*WHAT TO PRODUCE*. Your job is to report every line of the entries that has "injector".

[[ INPUT FOR THIS TASK open ]]

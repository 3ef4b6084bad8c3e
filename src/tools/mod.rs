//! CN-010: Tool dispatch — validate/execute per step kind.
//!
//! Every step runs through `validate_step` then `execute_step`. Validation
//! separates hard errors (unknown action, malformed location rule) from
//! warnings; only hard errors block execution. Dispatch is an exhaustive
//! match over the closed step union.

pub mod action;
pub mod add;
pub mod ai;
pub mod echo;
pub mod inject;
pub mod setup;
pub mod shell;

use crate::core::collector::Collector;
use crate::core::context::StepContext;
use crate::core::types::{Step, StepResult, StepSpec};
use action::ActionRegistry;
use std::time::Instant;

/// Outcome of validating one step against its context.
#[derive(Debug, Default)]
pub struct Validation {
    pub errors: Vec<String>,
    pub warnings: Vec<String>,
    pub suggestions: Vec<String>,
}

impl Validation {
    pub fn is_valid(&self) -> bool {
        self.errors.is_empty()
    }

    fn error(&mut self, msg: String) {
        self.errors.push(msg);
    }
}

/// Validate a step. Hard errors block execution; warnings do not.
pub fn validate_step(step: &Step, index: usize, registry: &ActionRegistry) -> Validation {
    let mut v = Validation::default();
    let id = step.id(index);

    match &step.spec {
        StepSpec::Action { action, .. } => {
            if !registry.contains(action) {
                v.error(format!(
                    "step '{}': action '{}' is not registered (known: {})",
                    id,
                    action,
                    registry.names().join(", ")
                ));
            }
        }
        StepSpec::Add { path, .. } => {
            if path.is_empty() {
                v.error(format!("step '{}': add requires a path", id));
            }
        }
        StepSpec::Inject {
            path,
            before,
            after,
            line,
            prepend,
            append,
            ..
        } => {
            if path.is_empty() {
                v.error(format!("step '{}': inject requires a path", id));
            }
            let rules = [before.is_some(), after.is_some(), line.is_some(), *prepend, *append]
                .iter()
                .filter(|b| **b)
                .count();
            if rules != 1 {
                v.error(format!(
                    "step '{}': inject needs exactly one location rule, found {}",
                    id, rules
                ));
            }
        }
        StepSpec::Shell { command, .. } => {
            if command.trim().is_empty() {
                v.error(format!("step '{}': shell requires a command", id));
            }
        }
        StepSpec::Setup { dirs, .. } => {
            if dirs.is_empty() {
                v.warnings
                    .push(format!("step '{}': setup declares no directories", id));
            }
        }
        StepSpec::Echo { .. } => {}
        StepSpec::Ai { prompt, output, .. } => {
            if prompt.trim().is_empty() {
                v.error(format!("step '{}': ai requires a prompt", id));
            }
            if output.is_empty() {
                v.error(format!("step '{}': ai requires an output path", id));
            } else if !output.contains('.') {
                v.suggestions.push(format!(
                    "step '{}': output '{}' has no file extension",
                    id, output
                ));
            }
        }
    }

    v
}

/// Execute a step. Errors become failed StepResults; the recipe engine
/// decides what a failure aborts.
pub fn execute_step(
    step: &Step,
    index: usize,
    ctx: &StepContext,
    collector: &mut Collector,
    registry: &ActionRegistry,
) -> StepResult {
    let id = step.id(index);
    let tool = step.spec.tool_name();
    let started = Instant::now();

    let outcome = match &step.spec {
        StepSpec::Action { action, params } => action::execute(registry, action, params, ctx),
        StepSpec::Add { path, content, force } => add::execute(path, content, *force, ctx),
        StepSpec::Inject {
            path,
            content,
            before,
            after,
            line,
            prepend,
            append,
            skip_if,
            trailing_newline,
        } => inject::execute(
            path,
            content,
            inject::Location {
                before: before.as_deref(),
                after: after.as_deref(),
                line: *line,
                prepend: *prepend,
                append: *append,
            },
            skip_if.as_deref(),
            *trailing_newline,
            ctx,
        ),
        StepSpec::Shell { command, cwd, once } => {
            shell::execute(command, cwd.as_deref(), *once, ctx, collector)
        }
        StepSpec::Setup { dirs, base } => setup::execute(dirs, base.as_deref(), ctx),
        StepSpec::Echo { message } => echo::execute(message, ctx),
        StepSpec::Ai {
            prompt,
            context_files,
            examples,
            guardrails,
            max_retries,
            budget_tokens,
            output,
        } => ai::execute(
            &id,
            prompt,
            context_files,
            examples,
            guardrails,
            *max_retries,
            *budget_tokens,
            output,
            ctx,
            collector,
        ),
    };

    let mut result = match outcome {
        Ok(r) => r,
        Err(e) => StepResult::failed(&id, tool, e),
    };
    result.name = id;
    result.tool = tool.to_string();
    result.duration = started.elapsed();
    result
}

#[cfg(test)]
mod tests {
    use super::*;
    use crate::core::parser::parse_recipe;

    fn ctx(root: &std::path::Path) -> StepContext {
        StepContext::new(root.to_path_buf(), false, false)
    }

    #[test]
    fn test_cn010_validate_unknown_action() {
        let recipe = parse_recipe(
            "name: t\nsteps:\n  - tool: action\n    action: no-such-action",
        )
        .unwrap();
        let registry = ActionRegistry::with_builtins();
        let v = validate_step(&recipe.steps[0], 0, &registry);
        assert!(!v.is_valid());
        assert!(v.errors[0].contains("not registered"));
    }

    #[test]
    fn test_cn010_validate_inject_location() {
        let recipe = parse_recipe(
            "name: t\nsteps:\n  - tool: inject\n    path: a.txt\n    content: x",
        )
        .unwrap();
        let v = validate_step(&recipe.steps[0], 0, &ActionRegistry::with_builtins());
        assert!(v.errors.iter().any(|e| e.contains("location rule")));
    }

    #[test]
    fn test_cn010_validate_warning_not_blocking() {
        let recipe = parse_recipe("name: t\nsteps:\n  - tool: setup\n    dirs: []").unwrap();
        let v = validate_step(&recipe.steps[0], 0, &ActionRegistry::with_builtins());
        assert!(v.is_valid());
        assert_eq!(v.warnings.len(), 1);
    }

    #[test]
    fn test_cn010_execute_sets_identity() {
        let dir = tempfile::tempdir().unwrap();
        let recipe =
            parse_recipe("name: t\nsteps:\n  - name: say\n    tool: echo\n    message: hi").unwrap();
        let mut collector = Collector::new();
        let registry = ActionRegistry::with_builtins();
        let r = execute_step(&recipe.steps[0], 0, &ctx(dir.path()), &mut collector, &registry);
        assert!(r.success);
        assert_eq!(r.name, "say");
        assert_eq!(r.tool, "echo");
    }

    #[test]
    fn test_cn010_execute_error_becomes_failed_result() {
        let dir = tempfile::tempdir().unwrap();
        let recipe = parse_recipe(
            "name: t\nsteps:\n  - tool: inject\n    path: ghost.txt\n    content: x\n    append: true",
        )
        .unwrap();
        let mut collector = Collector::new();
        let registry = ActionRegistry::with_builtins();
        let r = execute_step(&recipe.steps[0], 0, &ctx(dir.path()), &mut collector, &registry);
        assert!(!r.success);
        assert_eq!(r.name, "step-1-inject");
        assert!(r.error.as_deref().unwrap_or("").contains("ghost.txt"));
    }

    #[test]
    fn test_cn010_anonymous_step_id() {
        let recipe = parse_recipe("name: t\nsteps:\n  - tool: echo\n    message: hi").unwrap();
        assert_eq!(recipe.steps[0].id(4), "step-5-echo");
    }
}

[[ INPUT FOR THIS TASK closed ]]
[[ INPUT FOR THIS TASK open ]]

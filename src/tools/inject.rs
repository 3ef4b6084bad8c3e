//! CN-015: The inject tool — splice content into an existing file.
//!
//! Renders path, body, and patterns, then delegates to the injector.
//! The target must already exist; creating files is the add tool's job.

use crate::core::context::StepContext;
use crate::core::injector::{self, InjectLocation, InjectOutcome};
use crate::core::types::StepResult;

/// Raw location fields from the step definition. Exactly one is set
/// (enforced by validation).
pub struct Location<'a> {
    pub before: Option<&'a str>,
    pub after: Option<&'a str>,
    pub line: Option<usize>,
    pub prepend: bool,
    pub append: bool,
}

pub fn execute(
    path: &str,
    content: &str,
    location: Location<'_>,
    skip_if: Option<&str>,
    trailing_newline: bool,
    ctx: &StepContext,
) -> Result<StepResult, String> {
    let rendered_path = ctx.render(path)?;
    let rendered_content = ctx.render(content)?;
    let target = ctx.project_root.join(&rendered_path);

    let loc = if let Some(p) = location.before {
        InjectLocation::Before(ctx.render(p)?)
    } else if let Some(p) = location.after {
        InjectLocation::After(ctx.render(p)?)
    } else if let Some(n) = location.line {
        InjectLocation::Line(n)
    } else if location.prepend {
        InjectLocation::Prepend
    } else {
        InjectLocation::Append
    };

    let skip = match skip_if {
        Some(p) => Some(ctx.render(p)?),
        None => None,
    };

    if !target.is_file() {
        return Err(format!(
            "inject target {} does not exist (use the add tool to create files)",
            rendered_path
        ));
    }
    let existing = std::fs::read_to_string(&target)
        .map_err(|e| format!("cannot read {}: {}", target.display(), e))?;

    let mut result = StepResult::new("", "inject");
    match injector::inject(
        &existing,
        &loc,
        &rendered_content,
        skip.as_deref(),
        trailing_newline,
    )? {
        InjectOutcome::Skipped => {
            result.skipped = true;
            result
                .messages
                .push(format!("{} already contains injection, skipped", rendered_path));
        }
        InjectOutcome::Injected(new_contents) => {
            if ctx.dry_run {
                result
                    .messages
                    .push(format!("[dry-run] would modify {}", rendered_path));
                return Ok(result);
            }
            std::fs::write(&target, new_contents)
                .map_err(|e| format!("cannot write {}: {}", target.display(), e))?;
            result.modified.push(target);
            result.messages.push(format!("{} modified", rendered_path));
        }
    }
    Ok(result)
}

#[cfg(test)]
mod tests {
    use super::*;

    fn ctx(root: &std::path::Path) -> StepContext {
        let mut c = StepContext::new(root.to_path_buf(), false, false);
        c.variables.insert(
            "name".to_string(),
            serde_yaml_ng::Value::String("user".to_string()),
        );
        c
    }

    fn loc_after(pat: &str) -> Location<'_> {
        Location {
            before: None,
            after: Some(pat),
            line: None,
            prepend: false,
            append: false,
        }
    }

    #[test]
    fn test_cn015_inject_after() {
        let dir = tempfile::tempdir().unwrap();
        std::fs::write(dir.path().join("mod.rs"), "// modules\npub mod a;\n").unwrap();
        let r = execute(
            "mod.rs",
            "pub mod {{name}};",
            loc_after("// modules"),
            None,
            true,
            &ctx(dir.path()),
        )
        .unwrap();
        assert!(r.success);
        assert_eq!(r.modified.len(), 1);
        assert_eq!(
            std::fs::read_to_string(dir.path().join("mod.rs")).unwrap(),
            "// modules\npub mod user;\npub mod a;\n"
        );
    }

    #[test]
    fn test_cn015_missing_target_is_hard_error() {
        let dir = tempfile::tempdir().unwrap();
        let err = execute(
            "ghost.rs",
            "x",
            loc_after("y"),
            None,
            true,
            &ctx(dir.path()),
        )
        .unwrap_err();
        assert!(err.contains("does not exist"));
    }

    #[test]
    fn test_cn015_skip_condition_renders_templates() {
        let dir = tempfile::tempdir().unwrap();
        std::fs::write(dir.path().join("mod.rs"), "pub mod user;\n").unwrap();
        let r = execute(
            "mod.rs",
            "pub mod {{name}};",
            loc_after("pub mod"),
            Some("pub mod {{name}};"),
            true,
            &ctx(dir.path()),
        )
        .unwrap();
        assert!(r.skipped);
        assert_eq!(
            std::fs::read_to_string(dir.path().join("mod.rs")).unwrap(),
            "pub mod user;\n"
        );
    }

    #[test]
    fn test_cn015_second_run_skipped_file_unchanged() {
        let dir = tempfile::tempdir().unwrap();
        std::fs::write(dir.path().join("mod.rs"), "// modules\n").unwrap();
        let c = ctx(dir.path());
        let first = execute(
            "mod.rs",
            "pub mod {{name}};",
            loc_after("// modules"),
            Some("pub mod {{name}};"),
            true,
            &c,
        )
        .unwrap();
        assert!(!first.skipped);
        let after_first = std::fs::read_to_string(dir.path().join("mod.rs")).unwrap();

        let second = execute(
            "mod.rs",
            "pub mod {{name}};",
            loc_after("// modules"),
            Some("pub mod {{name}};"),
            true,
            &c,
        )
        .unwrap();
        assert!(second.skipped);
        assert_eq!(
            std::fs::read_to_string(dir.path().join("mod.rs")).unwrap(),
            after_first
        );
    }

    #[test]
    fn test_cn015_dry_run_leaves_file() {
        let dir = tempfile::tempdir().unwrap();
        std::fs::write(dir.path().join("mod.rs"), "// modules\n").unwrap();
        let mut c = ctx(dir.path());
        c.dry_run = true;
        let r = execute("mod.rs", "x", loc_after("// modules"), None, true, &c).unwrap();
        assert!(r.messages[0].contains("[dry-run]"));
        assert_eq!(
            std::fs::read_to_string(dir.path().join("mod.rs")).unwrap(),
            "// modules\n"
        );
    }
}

[[ INPUT FOR THIS TASK closed ]]

*EXPECTED OUTPUT*.
//! Renders path, body, and patterns, then delegates to the injector.
use crate::core::injector::{self, InjectLocation, InjectOutcome};
    match injector::inject(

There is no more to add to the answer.